Las Vegas Sun

March 29, 2024

Where I Stand: Dukakis and a flat tax for all

FORMER THREE-TERM Massachusetts Gov. Michael Dukakis wasn't elected to reside in the White House in 1988, but that defeat didn't end his life. He's still a thinker and, for several years, has been teaching in U.S. universities. Currently, he is a visiting professor at UCLA's School of Public Policy and Social Research.

During my eight years in office, I had the opportunity to serve with fellow governors Ronald Reagan, Jimmy Carter, Nelson Rockefeller, Mike Dukakis and Tom McCall among dozens of others. All of them helped contribute to my education, because I found their different ideas and methods of solving problems most interesting. Despite our disagreements on some issues, I seldom left their presence without feeling something had been learned by me and my staff.

Mike Dukakis, swimming against the tide of popularity President Reagan had created for his vice president, George Bush, helped bring about his own defeat with several campaign mistakes. Bush's support from Reagan and Dukakis' struggle to gain public attention resulted in some errors he probably wouldn't make if he were running again. Instead of seeking other public offices, Dukakis has become an effective professor, lecturing and writing for people who have educational backgrounds allowing them to understand and use words with more than two syllables.

A couple of weeks ago, a column written by Dukakis ran in the Los Angeles Times. It was about a subject that has been bounced around among thinkers during recent years and should be of interest to all Americans. When asked if I could use his column, he told me, "Go ahead. You can use it any way you see fit." Rather than tamper with his column, I'm printing it as it was published so you can make your own judgment.

By Michael Dukakis

Steve Forbes hoped to ride into the White House on a flat income tax with a low-earner exemption. He apparently had a lot of company, at least on the Republican side of the street.

Of course, when you look at it closely, the flat tax is nothing more than another attempt to give a huge tax break to wealthy taxpayers like Forbes. But it sounded good, at least when he first proposed it, and it transformed him, at least temporarily, into a serious challenger for the Republican nomination.

Suppose, however, that a candidate for the presidency ran on a plan for a flat tax with a high-earner exemption. We'd think he was out of his mind.

Yet that's exactly how the Social Security tax works. We pay a flat tax of 6.2 percent on every dollar we make, up to $62,700. All wages above that are tax-exempt.

The high-earner exemption is as regressive as it sounds. And it's taking a huge chunk out of the wages of average working Americans. A worker making $60,000 a year pays eight times the rate paid by someone pulling in a half-million a year and 80 times the rate paid by someone making $5 million a year. To put it another way: A $60,000 earner pays 6.2 percent on all her earnings; a $500,000 earner pays the 6.2 percent on the first $62,700, which is 0.78 percent of all of his earnings, and the earner of $5 million pays the same, which is 0.078 percent of his earnings.

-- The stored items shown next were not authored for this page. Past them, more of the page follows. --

//! Color adjustments and the `colormod(...)` filter language.
//!
//! The facade exposes brightness, contrast and gamma as typed operations and
//! only renders them to text at the engine boundary:
//!
//! ```text
//! colormod(brightness=0.2);
//! colormod(contrast=1.5);colormod(gamma=2.2);
//! ```
//!
//! [`RustEngine`](super::RustEngine) parses these expressions back with
//! [`parse_expression`] and applies each adjustment as a per-channel lookup
//! table. Alpha is never modified.

use super::backend::EngineError;

/// A single per-channel color adjustment.
#[derive(Debug, Clone, Copy, PartialEq)]
pub enum ColorAdjustment {
    /// Additive shift, as a fraction of full range.
    Brightness(f64),
    /// Scale around mid-gray; `1.0` is identity.
    Contrast(f64),
    /// Power curve `v^(1/gamma)`; `1.0` is identity.
    Gamma(f64),
}

impl ColorAdjustment {
    fn key(&self) -> &'static str {
        match self {
            ColorAdjustment::Brightness(_) => "brightness",
            ColorAdjustment::Contrast(_) => "contrast",
            ColorAdjustment::Gamma(_) => "gamma",
        }
    }

    fn value(&self) -> f64 {
        match *self {
            ColorAdjustment::Brightness(v)
            | ColorAdjustment::Contrast(v)
            | ColorAdjustment::Gamma(v) => v,
        }
    }

    /// Render as a filter expression, e.g. `colormod(brightness=0.5);`.
    pub fn to_expression(&self) -> String {
        format!("colormod({}={:?});", self.key(), self.value())
    }

    /// Map one 8-bit channel value.
    pub fn map(&self, channel: u8) -> u8 {
        let v = channel as f64;
        let out = match *self {
            ColorAdjustment::Brightness(b) => v + b * 256.0,
            ColorAdjustment::Contrast(c) => (v - 127.0) * c + 127.0,
            ColorAdjustment::Gamma(g) => (v / 255.0).powf(1.0 / g) * 255.0,
        };
        // NaN saturates to 0
        out.round().clamp(0.0, 255.0) as u8
    }
}

/// Compose a lookup table applying `adjustments` in order.
pub fn lookup_table(adjustments: &[ColorAdjustment]) -> [u8; 256] {
    let mut lut = [0u8; 256];
    for (i, slot) in lut.iter_mut().enumerate() {
        *slot = adjustments
            .iter()
            .fold(i as u8, |v, adjustment| adjustment.map(v));
    }
    lut
}

/// Parse a filter expression into its adjustments.
///
/// Statements are `;`-separated; only `colormod` is understood. A `colormod`
/// statement may set several keys: `colormod(brightness=0.1,gamma=1.2);`.
pub fn parse_expression(expression: &str) -> Result<Vec<ColorAdjustment>, EngineError> {
    let mut adjustments = Vec::new();

    for statement in expression.split(';').map(str::trim).filter(|s| !s.is_empty()) {
        let args = statement
            .strip_prefix("colormod(")
            .and_then(|rest| rest.strip_suffix(')'))
            .ok_or_else(|| EngineError::Filter(format!("unknown filter statement {statement:?}")))?;

        for arg in args.split(',').map(str::trim).filter(|s| !s.is_empty()) {
            let (key, value) = arg
                .split_once('=')
                .ok_or_else(|| EngineError::Filter(format!("expected key=value, got {arg:?}")))?;
            let value: f64 = value.trim().parse().map_err(|_| {
                EngineError::Filter(format!("invalid number {value:?} for {}", key.trim()))
            })?;
            let adjustment = match key.trim() {
                "brightness" => ColorAdjustment::Brightness(value),
                "contrast" => ColorAdjustment::Contrast(value),
                "gamma" => ColorAdjustment::Gamma(value),
                other => {
                    return Err(EngineError::Filter(format!(
                        "unknown colormod key {other:?}"
                    )));
                }
            };
            adjustments.push(adjustment);
        }
    }

    Ok(adjustments)
}

#[cfg(test)]
mod tests {
    use super::*;

    #[test]
    fn expressions_render_as_floats() {
        assert_eq!(
            ColorAdjustment::Brightness(1.0).to_expression(),
            "colormod(brightness=1.0);"
        );
        assert_eq!(
            ColorAdjustment::Contrast(0.5).to_expression(),
            "colormod(contrast=0.5);"
        );
        assert_eq!(
            ColorAdjustment::Gamma(2.2).to_expression(),
            "colormod(gamma=2.2);"
        );
    }

    #[test]
    fn rendered_expression_parses_back() {
        let adjustment = ColorAdjustment::Brightness(-0.25);
        let parsed = parse_expression(&adjustment.to_expression()).unwrap();
        assert_eq!(parsed, vec![adjustment]);
    }

    #[test]
    fn parses_multiple_statements_and_keys() {
        let parsed =
            parse_expression("colormod(brightness=0.1, gamma=1.2); colormod(contrast=2);")
                .unwrap();
        assert_eq!(
            parsed,
            vec![
                ColorAdjustment::Brightness(0.1),
                ColorAdjustment::Gamma(1.2),
                ColorAdjustment::Contrast(2.0),
            ]
        );
    }

    #[test]
    fn rejects_unknown_statements_and_keys() {
        assert!(matches!(
            parse_expression("bump_map(map=x);"),
            Err(EngineError::Filter(_))
        ));
        assert!(parse_expression("colormod(saturation=1);").is_err());
        assert!(parse_expression("colormod(brightness=lots);").is_err());
        assert!(parse_expression("colormod(brightness);").is_err());
    }

    #[test]
    fn empty_expression_is_no_op() {
        assert!(parse_expression("").unwrap().is_empty());
        assert!(parse_expression(" ; ;").unwrap().is_empty());
    }

    #[test]
    fn identity_adjustments_leave_values() {
        let lut = lookup_table(&[
            ColorAdjustment::Brightness(0.0),
            ColorAdjustment::Contrast(1.0),
            ColorAdjustment::Gamma(1.0),
        ]);
        for (i, v) in lut.iter().enumerate() {
            assert_eq!(*v as usize, i);
        }
    }

    #[test]
    fn brightness_saturates() {
        assert_eq!(ColorAdjustment::Brightness(1.0).map(0), 255);
        assert_eq!(ColorAdjustment::Brightness(-1.0).map(255), 0);
        assert_eq!(ColorAdjustment::Brightness(0.5).map(10), 138);
    }

    #[test]
    fn contrast_pivots_on_mid_gray() {
        assert_eq!(ColorAdjustment::Contrast(0.0).map(0), 127);
        assert_eq!(ColorAdjustment::Contrast(0.0).map(255), 127);
        assert_eq!(ColorAdjustment::Contrast(2.0).map(127), 127);
        assert_eq!(ColorAdjustment::Contrast(2.0).map(200), 255);
    }

    #[test]
    fn degenerate_gamma_does_not_panic() {
        // gamma 0 → exponent infinity
        assert_eq!(ColorAdjustment::Gamma(0.0).map(128), 0);
        assert_eq!(ColorAdjustment::Gamma(0.0).map(255), 255);
        let _ = ColorAdjustment::Gamma(-1.0).map(0);
    }
}
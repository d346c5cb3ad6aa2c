//! Configuration module.
//!
//! Loads and validates a `pixmill.toml` file. Every key is optional; missing
//! keys take the stock defaults below.
//!
//! ```toml
//! # Apply EXIF orientation when loading
//! autorotate = false
//!
//! [save]
//! quality = 90              # Lossy encoding quality (0-100), omit for codec default
//! format = "png"            # Codec used when neither the call nor the filename picks one
//! ```
//!
//! Unknown keys are rejected to catch typos early.
//!
//! The loaded [`Config`] is meant to be read once at startup and handed to a
//! [`Loader`](crate::imaging::Loader), which carries the autorotate default
//! from then on.

use crate::imaging::SaveOptions;
use serde::{Deserialize, Serialize};
use std::fs;
use std::path::Path;
use thiserror::Error;

#[derive(Error, Debug)]
pub enum ConfigError {
    #[error("IO error: {0}")]
    Io(#[from] std::io::Error),
    #[error("TOML parse error: {0}")]
    Toml(#[from] toml::de::Error),
    #[error("Config validation error: {0}")]
    Validation(String),
}

/// Process configuration.
#[derive(Debug, Clone, Default, PartialEq, Serialize, Deserialize)]
#[serde(default, deny_unknown_fields)]
pub struct Config {
    /// Default for EXIF autorotation on load. Per-call options override it.
    pub autorotate: bool,
    /// Defaults applied to saves.
    pub save: SaveConfig,
}

/// Save defaults.
#[derive(Debug, Clone, Default, PartialEq, Serialize, Deserialize)]
#[serde(default, deny_unknown_fields)]
pub struct SaveConfig {
    /// Lossy encoding quality, `0..=100`.
    pub quality: Option<u32>,
    /// Fallback codec name, e.g. `"png"`.
    pub format: Option<String>,
}

impl Config {
    /// Validate config values are within acceptable ranges.
    pub fn validate(&self) -> Result<(), ConfigError> {
        if let Some(quality) = self.save.quality.filter(|&q| q > 100) {
            return Err(ConfigError::Validation(format!(
                "save.quality must be 0-100, got {quality}"
            )));
        }
        if self.save.format.as_deref().is_some_and(|f| f.trim().is_empty()) {
            return Err(ConfigError::Validation(
                "save.format must not be empty".into(),
            ));
        }
        Ok(())
    }

    /// Fill unset fields of `options` from the `[save]` section.
    ///
    /// The configured format only applies when `path` has no extension, so a
    /// filename still outranks the config.
    pub fn save_options(&self, mut options: SaveOptions, path: Option<&Path>) -> SaveOptions {
        if options.quality.is_none() {
            options.quality = self.save.quality;
        }
        let path_decides = path
            .and_then(crate::imaging::format::format_from_filename)
            .is_some();
        if options.format.is_none() && !path_decides {
            options.format = self.save.format.clone();
        }
        options
    }
}

/// Load config from the TOML file at `path`.
///
/// Returns defaults when the file does not exist. Unknown keys and
/// out-of-range values are errors.
pub fn load_config(path: &Path) -> Result<Config, ConfigError> {
    if !path.exists() {
        return Ok(Config::default());
    }
    let content = fs::read_to_string(path)?;
    let config: Config = toml::from_str(&content)?;
    config.validate()?;
    Ok(config)
}

/// Returns a fully-commented stock config file with all keys and explanations.
///
/// Used by the `gen-config` CLI command.
pub fn stock_config_toml() -> &'static str {
    r##"# pixmill configuration
# =====================
# All settings are optional. Remove or comment out any you don't need.
# Values shown below are the defaults. Unknown keys will cause an error.

# Rotate and mirror images upright according to their EXIF orientation tag
# when they are loaded. Can be overridden per command with --autorotate or
# --no-autorotate.
autorotate = false

# ---------------------------------------------------------------------------
# Saving
# ---------------------------------------------------------------------------
[save]
# Lossy encoding quality (0 = worst, 100 = best). Used by JPEG and AVIF.
# When unset, each codec uses its own default.
# quality = 90

# Codec to use when the output filename has no extension and the command
# does not pass --format. When unset, the input's format is kept.
# format = "png"
"##
}
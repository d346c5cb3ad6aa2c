use clap::{Args, Parser, Subcommand};
use pixmill::config::{self, Config};
use pixmill::imaging::{
    Extent, Gravity, LoadOptions, Loader, Orientation, PixelEngine, ResizeIntent, SaveOptions,
};
use std::path::{Path, PathBuf};
use tracing::debug;
use tracing_subscriber::EnvFilter;

#[derive(Parser)]
#[command(name = "pixmill")]
#[command(version, about = "Load, transform and save images")]
#[command(long_about = "\
Load, transform and save images

Transformations run in a fixed order: resize, turn, rotate, flip, flop,
sharpen, blur, brighten, contrast, gamma, filter.

The output codec is picked from --format, then the output file extension,
then the input's format, then JPEG.

Run 'pixmill gen-config' to generate a documented pixmill.toml.")]
struct Cli {
    /// Config file
    #[arg(long, default_value = "pixmill.toml", global = true)]
    config: PathBuf,

    /// Log debug output (RUST_LOG overrides)
    #[arg(short, long, global = true)]
    verbose: bool,

    #[command(subcommand)]
    command: Command,
}

#[derive(Subcommand)]
enum Command {
    /// Print dimensions, format and EXIF orientation
    Info {
        file: PathBuf,
    },
    /// Transform an image and save the result
    Convert(ConvertArgs),
    /// Print a stock pixmill.toml with all options documented
    GenConfig,
}

#[derive(Args)]
struct ConvertArgs {
    input: PathBuf,
    output: PathBuf,

    /// Apply EXIF orientation on load
    #[arg(long, conflicts_with = "no_autorotate")]
    autorotate: bool,
    /// Keep stored pixel orientation
    #[arg(long)]
    no_autorotate: bool,

    #[command(flatten)]
    resize: ResizeArgs,

    /// Clockwise quarter turns (negative turns counter-clockwise)
    #[arg(long, allow_hyphen_values = true)]
    turn: Option<i32>,
    /// Rotate by degrees, enlarging the canvas to fit
    #[arg(long, allow_hyphen_values = true)]
    rotate: Option<f64>,
    /// Mirror top to bottom
    #[arg(long)]
    flip: bool,
    /// Mirror left to right
    #[arg(long)]
    flop: bool,
    /// Unsharp-mask radius
    #[arg(long)]
    sharpen: Option<f64>,
    /// Blur radius
    #[arg(long)]
    blur: Option<f64>,
    /// Brightness offset, -1 to 1
    #[arg(long, allow_hyphen_values = true)]
    brighten: Option<f64>,
    /// Contrast factor, 1 leaves the image unchanged
    #[arg(long)]
    contrast: Option<f64>,
    /// Gamma correction factor
    #[arg(long)]
    gamma: Option<f64>,
    /// Raw filter expression, e.g. "colormod(brightness=0.1);"
    #[arg(long)]
    filter: Option<String>,

    /// Output codec, e.g. png or webp
    #[arg(long)]
    format: Option<String>,
    /// Lossy encoding quality, 0-100
    #[arg(long)]
    quality: Option<u32>,
}

#[derive(Args)]
struct ResizeArgs {
    /// Scale factor between 0 and 1
    #[arg(long, conflicts_with_all = ["width", "height"])]
    scale: Option<f64>,
    /// Box width in pixels, or "auto"
    #[arg(long)]
    width: Option<Extent>,
    /// Box height in pixels, or "auto"
    #[arg(long)]
    height: Option<Extent>,
    /// Stretch to the exact box
    #[arg(long)]
    skew: bool,
    /// Fill the exact box, cropping at the given gravity (e.g. center, top_left, 0.5,0.2)
    #[arg(long)]
    crop: Option<Gravity>,
}

impl ResizeArgs {
    fn intent(&self) -> pixmill::Result<Option<ResizeIntent>> {
        let intent = match (self.scale, self.width, self.height) {
            (Some(factor), _, _) => ResizeIntent::scale(factor)?,
            (None, None, None) => {
                if self.skew || self.crop.is_some() {
                    return Err(pixmill::Error::InvalidArgument(
                        "--skew and --crop need --width and --height".into(),
                    ));
                }
                return Ok(None);
            }
            (None, width, height) => ResizeIntent::fit(
                width.unwrap_or(Extent::Auto),
                height.unwrap_or(Extent::Auto),
            )?,
        };
        let intent = if self.skew { intent.skew()? } else { intent };
        let intent = match self.crop {
            Some(gravity) => intent.crop(gravity)?,
            None => intent,
        };
        Ok(Some(intent))
    }
}

fn main() -> Result<(), Box<dyn std::error::Error>> {
    let cli = Cli::parse();
    init_tracing(cli.verbose);

    match cli.command {
        Command::Info { file } => {
            let config = config::load_config(&cli.config)?;
            info(&Loader::from_config(&config), &file)?;
        }
        Command::Convert(args) => {
            let config = config::load_config(&cli.config)?;
            convert(&config, &args)?;
        }
        Command::GenConfig => {
            print!("{}", config::stock_config_toml());
        }
    }

    Ok(())
}

fn init_tracing(verbose: bool) {
    let default = if verbose { "debug" } else { "warn" };
    let filter = EnvFilter::try_from_default_env().unwrap_or_else(|_| EnvFilter::new(default));
    tracing_subscriber::fmt()
        .with_env_filter(filter)
        .with_writer(std::io::stderr)
        .init();
}

fn info(loader: &Loader, file: &Path) -> pixmill::Result<()> {
    let image = loader.load(file, LoadOptions::autorotate(false))?;
    println!("{}", file.display());
    println!("  Size:        {} x {}", image.width(), image.height());
    println!(
        "  Format:      {}",
        image.format().as_deref().unwrap_or("unknown")
    );
    match loader.engine().read_orientation(file) {
        Some(code) => match Orientation::from_exif(code) {
            Some(orientation) => {
                println!("  Orientation: {} ({:?})", orientation.to_exif(), orientation);
                if orientation.swaps_dimensions() {
                    println!(
                        "  Upright:     {} x {}",
                        image.height(),
                        image.width()
                    );
                }
            }
            None => println!("  Orientation: {code} (invalid)"),
        },
        None => println!("  Orientation: none"),
    }
    Ok(())
}

fn convert(config: &Config, args: &ConvertArgs) -> pixmill::Result<()> {
    let loader = Loader::from_config(config);
    let load_options = if args.autorotate {
        LoadOptions::autorotate(true)
    } else if args.no_autorotate {
        LoadOptions::autorotate(false)
    } else {
        LoadOptions::default()
    };

    let mut image = loader.load(&args.input, load_options)?;
    debug!("Converting {:?}", image);

    if let Some(intent) = args.resize.intent()? {
        image.resize(&intent)?;
    }
    if let Some(steps) = args.turn {
        image.turn(steps);
    }
    if let Some(degrees) = args.rotate {
        image.rotate(degrees);
    }
    if args.flip {
        image.flip();
    }
    if args.flop {
        image.flop();
    }
    if let Some(radius) = args.sharpen {
        image.sharpen(radius)?;
    }
    if let Some(radius) = args.blur {
        image.blur(radius)?;
    }
    if let Some(value) = args.brighten {
        image.brighten(value)?;
    }
    if let Some(value) = args.contrast {
        image.contrast(value)?;
    }
    if let Some(value) = args.gamma {
        image.gamma(value)?;
    }
    if let Some(expression) = &args.filter {
        image.filter(expression)?;
    }

    let requested = SaveOptions {
        format: args.format.clone(),
        quality: args.quality,
    };
    let options = config.save_options(requested, Some(&args.output));
    image.save(&args.output, &options)?;
    println!(
        "{} -> {} ({} x {})",
        args.input.display(),
        args.output.display(),
        image.width(),
        image.height()
    );
    Ok(())
}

It's bad enough that working middle-class Americans are feeling less and less secure. For those lucky enough to still have a job in these days of massive corporate downsizing, the Social Security tax is the unkindest cut of all.

In fact, more than half the people in this country pay more in Social Security taxes than they do in income taxes. And you can bet they aren't among the wealthiest 20 percent to whom virtually all income growth has gone since 1980.

What can we do about it? It's as simple as it is common sense. Get rid of the high-earner exemption, cut the Social Security tax rate and apply it to all earned income -- just what the flat-taxers say they want to do to the income tax.

If we made this one move, the Social Security flat-tax rate would decrease by 12 percent. Everyone earning less than $82,000 -- that's more than 97 percent of American workers -- would get a tax break. It wouldn't increase the federal deficit one dime. But it would eliminate the necessity for the kind of tax cut that budget negotiators are wrestling with, which would add billions to the deficit.

Lower taxes for the overwhelming majority of working Americans. Heightened fairness. A fiscally responsible tax cut for the middle class. These are the goals that all fair-minded Republicans and Democrats should be able to support.

Of course, people like Steve Forbes would have to pay the same rate as the rest of us. But wasn't that the principle behind the flat tax in the first place?